Barnesville High School swimmers currently take a bus 55 minutes each way to Wheeling Park to practice for 60 to 75 minutes. The team has had 30 practices since Nov. 1. Johnson noted their accomplishments: the first Belmont County school to send swimmers to state competition (girls,) and one boy has been to state meets twice; girls have entered district competitions in each of the 13 years of the program, and boys have entered for the past five years; they have earned an OVAC championship and swimmers consistently win top honors plus additional runner-up medals.
She added that a community center with an indoor pool would allow more practice time for the Barnesville students and give other area swim teams a practice and competition facility. In addition, the new pool could offer classes for seniors and the disabled as well as offering physical therapy sessions through Barnesville Hospital.
A group of community leaders representing local government, businesses, economic development, schools and the hospital have been exploring locations, designs and costs of a community center for nearly two years. The LGIF grant would continue that planning and include community input.
A representative from the WODA Group, which is renovating the Barnesville Commons property, attended Monday's meeting to answer any questions and confirm what types of renovations will take place. WODA will be submitting an application for funding to the Ohio Housing Finance Association to assist with windows, doors, HVAC updates and accessibility issues to bring the property up to current standards. No residents will be permanently displaced by the renovations which, if the grant is awarded, could begin by the end of 2013.
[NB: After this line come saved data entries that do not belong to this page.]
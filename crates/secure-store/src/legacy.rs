//! Startup check for credential files from older releases
//!
//! Only file existence is checked. The files are never opened, parsed or
//! migrated.

use std::path::{Path, PathBuf};

use directories::BaseDirs;
use tracing::warn;

/// Guidance attached to every legacy-file warning
pub const LEGACY_REMEDIATION: &str = "Legacy credential files are no longer read. \
     Re-save each key with /key save <name> <key>, then delete the old file.";

/// A set of well-known paths to check for legacy credential files
#[derive(Debug, Clone, Default)]
pub struct LegacyCredentialScan {
    paths: Vec<PathBuf>,
}

impl LegacyCredentialScan {
    /// Scan an explicit list of paths
    pub fn new(paths: Vec<PathBuf>) -> Self {
        Self { paths }
    }

    /// Scan the well-known locations for a service
    pub fn for_service(service: &str) -> Self {
        Self::new(Self::default_paths(service))
    }

    /// Well-known legacy locations for a service
    pub fn default_paths(service: &str) -> Vec<PathBuf> {
        let Some(dirs) = BaseDirs::new() else {
            return Vec::new();
        };

        let dot_dir = dirs.home_dir().join(format!(".{service}"));
        let config_dir = dirs.config_dir().join(service);

        vec![
            dot_dir.join("credentials"),
            dot_dir.join("credentials.json"),
            config_dir.join("credentials.json"),
            config_dir.join("keys.json"),
        ]
    }

    pub fn paths(&self) -> &[PathBuf] {
        &self.paths
    }

    /// Warn about every path that exists; returns the hits
    pub fn scan(&self) -> Vec<PathBuf> {
        self.paths
            .iter()
            .filter(|path| is_present(path))
            .inspect(|path| {
                warn!(
                    path = %path.display(),
                    remediation = LEGACY_REMEDIATION,
                    "Found legacy credential file"
                );
            })
            .cloned()
            .collect()
    }
}

fn is_present(path: &Path) -> bool {
    std::fs::symlink_metadata(path).is_ok()
}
After council approved two building permits, Councilman Brad Hudson asked members to reconsider changing the permit structure and eliminating the building permit fee. Council will discuss the idea.
A concert by Sixpence None the Richer (alternative and Christian rock/pop) will be held Tuesday, January 29 at the park youth center. Tickets are $15 per person. Doors will open at 6:30 p.m. for the 7:30 concert.
Barnesville Village Council meets every other Monday at 7 p.m.